After start-up, the LTC3765 receives timing signals and bias power from the secondary-side LTC3766 controller through a pulse transformer. Secondary-side control puts the brains near the load, ensuring reliable control of the output voltage and current while providing the fastest transient response and eliminating the need for an optocoupler.

In traditional active clamp forward converters, a large change in output load or input voltage can cause the power transformer to saturate, resulting in converter failure. Direct Flux Limit prevents transformer saturation under all conditions, increasing overall converter reliability while maintaining a superior transient response when compared to alternative solutions. This type of forward converter design is well suited for 12 V, 24 V and 48 V nominal input voltages that are commonly found in telecom, datacom and industrial applications.
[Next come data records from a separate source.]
//! Comparer pairing and operator generation consistency.

use super::descriptors as d;
use super::{display_type, RuleContext};
use crate::diagnostics::Diagnostic;
use crate::patterns::ComparerSettings;

fn comparers<'a>(ctx: &RuleContext<'a>) -> Option<&'a ComparerSettings> {
    ctx.kind().and_then(|k| k.comparers())
}

pub fn comparer_without_equality_comparer(ctx: &RuleContext<'_>) -> Vec<Diagnostic> {
    match comparers(ctx) {
        Some(ComparerSettings {
            comparer: Some(comparer),
            equality_comparer: None,
        }) => vec![ctx
            .report(
                d::EXPLICIT_COMPARER_WITHOUT_EQUALITY_COMPARER,
                comparer.span,
                vec![ctx.name().to_string()],
            )
            .with_node_span(comparer.list_span)],
        _ => Vec::new(),
    }
}

pub fn equality_comparer_without_comparer(ctx: &RuleContext<'_>) -> Vec<Diagnostic> {
    match comparers(ctx) {
        Some(ComparerSettings {
            comparer: None,
            equality_comparer: Some(equality),
        }) => vec![ctx
            .report(
                d::EXPLICIT_EQUALITY_COMPARER_WITHOUT_COMPARER,
                equality.span,
                vec![ctx.name().to_string()],
            )
            .with_node_span(equality.list_span)],
        _ => Vec::new(),
    }
}

pub fn comparer_key_type_mismatch(ctx: &RuleContext<'_>) -> Vec<Diagnostic> {
    let Some(kind) = ctx.kind() else {
        return Vec::new();
    };
    let (Some(settings), Some(key)) = (kind.comparers(), kind.key_type()) else {
        return Vec::new();
    };
    [&settings.comparer, &settings.equality_comparer]
        .into_iter()
        .flatten()
        .filter(|marker| !marker.key_type.is_unknown() && marker.key_type != *key)
        .map(|marker| {
            ctx.report(
                d::COMPARER_KEY_TYPE_MISMATCH,
                marker.key_type_ref.span,
                vec![
                    ctx.name().to_string(),
                    display_type(ctx, &marker.key_type),
                    display_type(ctx, key),
                ],
            )
        })
        .collect()
}

/// Equality operators may not be generated at a lower level than
/// comparison operators.
///
/// Only the ordering is checked. The generator also drops both operator
/// sets when either one is `None`; that coupling is not modelled here, so
/// `Comparison = None` with any equality level passes and
/// `Equality = None` below a comparison level is reported like any other
/// lower level.
pub fn operators_generation_mismatch(ctx: &RuleContext<'_>) -> Vec<Diagnostic> {
    let Some(operators) = ctx.kind().and_then(|k| k.operators()) else {
        return Vec::new();
    };
    let (comparison, equality) = (operators.comparison.level, operators.equality.level);
    if equality >= comparison {
        return Vec::new();
    }
    let span = operators
        .equality
        .arg_span
        .or(operators.comparison.arg_span)
        .unwrap_or(operators.attribute_span);
    vec![ctx
        .report(
            d::OPERATORS_GENERATION_MISMATCH,
            span,
            vec![
                ctx.name().to_string(),
                comparison.to_string(),
                equality.to_string(),
            ],
        )
        .with_node_span(operators.attribute_span)]
}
The LTC3765/LTC3766 contains control circuitry to implement an active clamp transformer reset technique enabling higher efficiencies (up to 96%) and greater power densities when compared to conventional catch winding or resonant reset techniques. High current gate drivers for the main switch, the active clamp switch and the synchronous switches include adjustable delays to achieve maximum efficiency. Additional features include a fast and accurate average current limit, fixed-frequency adjustable operation from 75 kHz to 500 kHz, clean start-up into pre-biased loads, multiphase operation for high power designs, overtemperature protection and true remote output voltage sense.

Availability and Pricing

The LTC3765 is available in a thermally enhanced MSOP-16 package and the 1,000-piece price starts at $1.55. The LTC3766 is available in a 4 mm x 5 mm QFN-28 and SSOP-28 packages and the 1,000-piece pricing starts at $2.60.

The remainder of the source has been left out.